Rencontre…

La première rencontre, c’était dans la nuit du monde.

As-tu jamais remarqué qu’il fait toujours froid dans le monde, et nuit dans l’amande des cœurs ? À une sortie-entrée du jardin du Luxembourg, je t’ai reconnue au sourire. L’Agha Khan des sourires.
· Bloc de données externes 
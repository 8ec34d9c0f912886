//! Coordinate reference systems and reprojection of whole layers.
//!
//! Distance work (nearest-neighbour search, radius thresholds) only makes sense in a projected
//! CRS with linear units. Geographic degrees are not locally Euclidean, so every distance-based
//! operation goes through [`require_projected`] first.

use std::fmt;
use std::str::FromStr;

use geo::{Coord, MapCoords};
use log::{debug, warn};
use proj::Proj;
use serde::{Deserialize, Serialize};

use crate::error::{GeoJoinError, Result};
use crate::layer::{Layer, Record};

#[derive(Clone, Copy, Debug, PartialEq, Eq)]
pub enum CrsKind {
    /// Angular units (degrees). Used for storage and exchange.
    Geographic,
    /// Linear units (feet or metres). Used for distance computation.
    Projected,
}

/// A CRS identified by its EPSG code.
#[derive(Clone, Copy, Debug, PartialEq, Eq, Hash, Serialize, Deserialize)]
#[serde(try_from = "String", into = "String")]
pub struct Crs(u32);

// (EPSG code, kind). Anything not listed here is treated as unrecognised.
const KNOWN_CRS: &[(u32, CrsKind)] = &[
    (4326, CrsKind::Geographic), // WGS 84
    (4269, CrsKind::Geographic), // NAD83
    (2263, CrsKind::Projected),  // NAD83 / New York Long Island (ftUS)
    (6539, CrsKind::Projected),  // NAD83(2011) / New York Long Island (ftUS)
    (3857, CrsKind::Projected),  // Web Mercator
    (32618, CrsKind::Projected), // WGS 84 / UTM zone 18N
];

impl Crs {
    pub const WGS84: Crs = Crs(4326);
    /// NY State Plane, Long Island zone. Units are US survey feet.
    pub const NY_STATE_PLANE: Crs = Crs(2263);

    pub fn epsg(code: u32) -> Crs {
        Crs(code)
    }

    pub fn code(&self) -> u32 {
        self.0
    }

    /// `None` if this CRS isn't one we know how to classify.
    pub fn kind(&self) -> Option<CrsKind> {
        KNOWN_CRS
            .iter()
            .find(|(code, _)| *code == self.0)
            .map(|(_, kind)| *kind)
    }

    pub fn is_projected(&self) -> bool {
        self.kind() == Some(CrsKind::Projected)
    }

    fn require_known(&self) -> Result<CrsKind> {
        self.kind()
            .ok_or_else(|| GeoJoinError::Projection(format!("unrecognised CRS {}", self)))
    }
}

impl fmt::Display for Crs {
    fn fmt(&self, f: &mut fmt::Formatter) -> fmt::Result {
        write!(f, "EPSG:{}", self.0)
    }
}

impl FromStr for Crs {
    type Err = GeoJoinError;

    fn from_str(s: &str) -> Result<Crs> {
        let trimmed = s.trim();
        let code = trimmed
            .get(..5)
            .filter(|prefix| prefix.eq_ignore_ascii_case("EPSG:"))
            .map(|_| &trimmed[5..])
            .unwrap_or(trimmed);
        code.parse::<u32>()
            .map(Crs)
            .map_err(|_| GeoJoinError::Projection(format!("can't parse CRS '{}'", s)))
    }
}

impl TryFrom<String> for Crs {
    type Error = GeoJoinError;

    fn try_from(value: String) -> Result<Crs> {
        value.parse()
    }
}

impl From<Crs> for String {
    fn from(crs: Crs) -> String {
        crs.to_string()
    }
}

/// Fails unless `crs` is a recognised projected CRS.
pub fn require_projected(crs: Crs) -> Result<()> {
    match crs.require_known()? {
        CrsKind::Projected => Ok(()),
        CrsKind::Geographic => Err(GeoJoinError::Projection(format!(
            "{} is geographic; distance operations need a projected CRS",
            crs
        ))),
    }
}

/// Transforms every coordinate of every record into `target`. The schema is unchanged.
///
/// An unknown CRS, or one PROJ can't build a transformation for, is fatal. A record with a
/// coordinate PROJ can't transform (e.g. a latitude past the pole) is dropped and logged.
pub fn reproject(layer: &Layer, target: Crs) -> Result<Layer> {
    let source = layer.crs();
    source.require_known()?;
    target.require_known()?;
    if source == target {
        return Ok(layer.clone());
    }

    debug!(
        "Reprojecting {} ({} records) from {} to {}",
        layer.name(),
        layer.len(),
        source,
        target
    );
    let proj = Proj::new_known_crs(&source.to_string(), &target.to_string(), None)
        .map_err(|e| GeoJoinError::Projection(format!("{} -> {}: {}", source, target, e)))?;

    let mut records = Vec::with_capacity(layer.len());
    let mut dropped = 0;
    for (row, record) in layer.records().iter().enumerate() {
        let transformed = record.geometry.try_map_coords(|c: Coord<f64>| {
            match proj.convert((c.x, c.y)) {
                Ok((x, y)) if x.is_finite() && y.is_finite() => Ok(Coord { x, y }),
                Ok((x, y)) => Err(format!("({}, {}) became ({}, {})", c.x, c.y, x, y)),
                Err(e) => Err(format!("({}, {}): {}", c.x, c.y, e)),
            }
        });
        match transformed {
            Ok(geometry) => records.push(Record {
                values: record.values.clone(),
                geometry,
            }),
            Err(err) => {
                debug!("{}: dropping record {}, can't transform {}", layer.name(), row, err);
                dropped += 1;
            }
        }
    }
    if dropped > 0 {
        warn!(
            "{}: dropped {} of {} records that couldn't be transformed from {} to {}",
            layer.name(),
            dropped,
            layer.len(),
            source,
            target
        );
    }

    Ok(layer.with_crs(target, records))
}
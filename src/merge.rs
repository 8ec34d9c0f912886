use crate::error::{GeoJoinError, Result};
use crate::layer::{Layer, Record};

/// Adds a column holding the same value on every row, e.g. `source = "traffic_signal"`.
pub fn tag_source(layer: &Layer, column: &str, value: &str) -> Result<Layer> {
    if layer.column_index(column).is_some() {
        return Err(GeoJoinError::DuplicateColumn(column.to_string()));
    }
    layer.with_columns(&[column], |_| vec![Some(value.to_string())])
}

/// Stacks layers on top of each other, in order.
///
/// The schema is every column name in order of first appearance. A record whose layer lacks a
/// column gets null there. All layers must share one CRS; the result takes its name from `name`.
pub fn concat(name: &str, layers: &[Layer]) -> Result<Layer> {
    let Some(first) = layers.first() else {
        return Err(GeoJoinError::Config(format!(
            "nothing to concatenate into '{}'",
            name
        )));
    };
    let crs = first.crs();
    if let Some(other) = layers.iter().find(|layer| layer.crs() != crs) {
        return Err(GeoJoinError::Projection(format!(
            "can't concatenate {} ({}) with {} ({}): CRS mismatch",
            other.name(),
            other.crs(),
            first.name(),
            crs
        )));
    }

    let mut columns: Vec<String> = Vec::new();
    for layer in layers {
        for column in layer.columns() {
            if !columns.contains(column) {
                columns.push(column.clone());
            }
        }
    }

    let mut records = Vec::with_capacity(layers.iter().map(Layer::len).sum());
    for layer in layers {
        // Position of each output column in this layer, if it has one
        let mapping: Vec<Option<usize>> = columns.iter().map(|c| layer.column_index(c)).collect();
        for record in layer.records() {
            records.push(Record {
                values: mapping
                    .iter()
                    .map(|idx| idx.and_then(|idx| record.values[idx].clone()))
                    .collect(),
                geometry: record.geometry.clone(),
            });
        }
    }

    Layer::new(name, crs, columns, records)
}

#[cfg(test)]
mod tests {
    use super::*;
    use crate::crs::Crs;
    use geo::{Geometry, Point};

    fn layer(name: &str, columns: &[&str], rows: &[&[&str]]) -> Layer {
        let records = rows
            .iter()
            .enumerate()
            .map(|(idx, row)| Record {
                values: row.iter().map(|v| Some(v.to_string())).collect(),
                geometry: Geometry::Point(Point::new(idx as f64, 0.0)),
            })
            .collect();
        Layer::new(
            name,
            Crs::WGS84,
            columns.iter().map(|c| c.to_string()).collect(),
            records,
        )
        .unwrap()
    }

    #[test]
    fn test_tag_source() {
        let aps = layer("aps", &["F_id"], &[&["1"], &["2"]]);
        let tagged = tag_source(&aps, "source", "accessible_ped_signal").unwrap();
        assert_eq!(tagged.value(1, "source"), Some("accessible_ped_signal"));
        assert!(matches!(
            tag_source(&tagged, "source", "again"),
            Err(GeoJoinError::DuplicateColumn(_))
        ));
    }

    #[test]
    fn test_concat_unions_schemas() {
        let aps = layer("aps", &["F_id", "source"], &[&["1", "aps"]]);
        let signs = layer(
            "signs",
            &["SIGNID", "source"],
            &[&["S1", "sign"], &["S2", "sign"]],
        );
        let combined = concat("combined", &[aps, signs]).unwrap();
        assert_eq!(
            combined.columns(),
            &["F_id".to_string(), "source".to_string(), "SIGNID".to_string()]
        );
        assert_eq!(combined.len(), 3);
        assert_eq!(combined.value(0, "F_id"), Some("1"));
        assert_eq!(combined.value(0, "SIGNID"), None);
        assert_eq!(combined.value(2, "SIGNID"), Some("S2"));
        assert_eq!(combined.value(2, "F_id"), None);
        assert_eq!(combined.value(2, "source"), Some("sign"));
    }

    #[test]
    fn test_concat_requires_one_crs() {
        let a = layer("a", &["id"], &[&["1"]]);
        let b = Layer::new("b", Crs::NY_STATE_PLANE, vec!["id".to_string()], vec![]).unwrap();
        assert!(matches!(
            concat("combined", &[a, b]),
            Err(GeoJoinError::Projection(_))
        ));
        assert!(concat("combined", &[]).is_err());
    }
}
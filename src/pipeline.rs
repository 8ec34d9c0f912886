//! The end-to-end pipelines: load, reproject, deduplicate or join, merge, export.

use std::path::PathBuf;

use log::info;

use crate::config::{CurbConfig, SignalsConfig, SpeedHumpsConfig};
use crate::crs::{reproject, require_projected, Crs};
use crate::dedup::deduplicate;
use crate::error::Result;
use crate::export::write_layer;
use crate::geometry::representative_coord;
use crate::join::{join_nearest, NearestJoin};
use crate::layer::Layer;
use crate::load::load_layer;
use crate::merge::{concat, tag_source};

#[derive(Clone, Debug, PartialEq, Eq)]
pub struct PipelineReport {
    pub rows_written: usize,
    pub output: PathBuf,
}

/// Joins each right-hand layer onto `base` in turn. Everything is moved into `working_crs`
/// first, so distances are in its units.
pub fn enrich_with_nearest(
    base: &Layer,
    joins: &[(Layer, NearestJoin)],
    working_crs: Crs,
) -> Result<Layer> {
    require_projected(working_crs)?;
    let mut joined = reproject(base, working_crs)?;
    for (right, spec) in joins {
        let right = reproject(right, working_crs)?;
        joined = join_nearest(&joined, &right, spec)?.0;
    }
    Ok(joined)
}

pub fn run_curb(config: &CurbConfig) -> Result<PipelineReport> {
    info!("=== Starting curb management pipeline ===");
    // Fail on a bad working CRS before reading anything
    require_projected(config.working_crs)?;

    let (curbs, _) = load_layer(&config.base)?;
    let mut joins = Vec::with_capacity(config.joins.len());
    for join in &config.joins {
        let (layer, _) = load_layer(&join.layer)?;
        joins.push((layer, join.nearest_join()));
    }

    let joined = enrich_with_nearest(&curbs, &joins, config.working_crs)?;
    let final_layer = reproject(&joined, config.output_crs)?;
    write_layer(
        &final_layer,
        &config.output,
        config.geometry_column.as_deref(),
    )?;

    info!(
        "Final dataset saved ({} rows) at {}",
        final_layer.len(),
        config.output.display()
    );
    Ok(PipelineReport {
        rows_written: final_layer.len(),
        output: config.output.clone(),
    })
}

pub fn run_signals(config: &SignalsConfig) -> Result<PipelineReport> {
    info!("=== Starting signals, markings and signs pipeline ===");

    let mut layers = Vec::with_capacity(config.sources.len());
    for source in &config.sources {
        let (layer, _) = load_layer(&source.layer)?;
        let tagged = tag_source(&layer, &config.source_column, &source.source)?;
        let (deduped, _) = deduplicate(&tagged, &source.dedup_key(config.min_distinct))?;
        // Sources may be published in different CRSes; stack them in the output one
        layers.push(reproject(&deduped, config.output_crs)?);
    }

    for (source, layer) in config.sources.iter().zip(&layers) {
        info!(" - {:<25} -> {} rows", source.source, layer.len());
    }

    let combined = concat("signals_signs_markings_combined", &layers)?;
    write_layer(&combined, &config.output, config.geometry_column.as_deref())?;

    info!(
        "Final merged dataset saved: {} ({} rows)",
        config.output.display(),
        combined.len()
    );
    Ok(PipelineReport {
        rows_written: combined.len(),
        output: config.output.clone(),
    })
}

/// Adds `longitude` and `latitude` columns from each record's representative coordinate.
pub fn with_lon_lat(layer: &Layer) -> Result<Layer> {
    layer.with_columns(&["longitude", "latitude"], |record| {
        match representative_coord(&record.geometry) {
            Some(coord) => vec![Some(coord.x.to_string()), Some(coord.y.to_string())],
            None => vec![None, None],
        }
    })
}

pub fn run_speed_humps(config: &SpeedHumpsConfig) -> Result<PipelineReport> {
    info!("=== Starting speed humps post-processing ===");

    let (humps, _) = load_layer(&config.layer)?;
    let humps = reproject(&humps, Crs::WGS84)?;
    let enriched = with_lon_lat(&humps)?;
    write_layer(&enriched, &config.output, config.geometry_column.as_deref())?;

    info!(
        "Saved processed dataset with lat/lon to {}",
        config.output.display()
    );
    Ok(PipelineReport {
        rows_written: enriched.len(),
        output: config.output.clone(),
    })
}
Tous les diables s’y seraient cassé les dents. Inimitable le céleste et paisible. Près de nous — c’est à n’y pas croire —, une petite troupe d’enfants trisomiques chantait.

Le ciel rougissait d’être atteint dès la première note. Puis les petites bougies humaines de Mongolie intérieure repartirent en chantonnant dans la ville que leur maladresse seule rendait sainte.

Je venais des Enfers du Creusot. J’étais une valise avec plein d’étiquettes collées dessus : marteau-pilon, montagne des boulets, agoraphobe, poète-pèlerin sans chemin, idiot de tous les quartiers. Tu m’as parlé : la valise a disparu.

Je crois que j’ai trouvé le fond de l’amour. Grâce à Toi, à ta Passion, à tes ruses d’Agneau, Dieu comptant sur ses doigts et se trompant toujours.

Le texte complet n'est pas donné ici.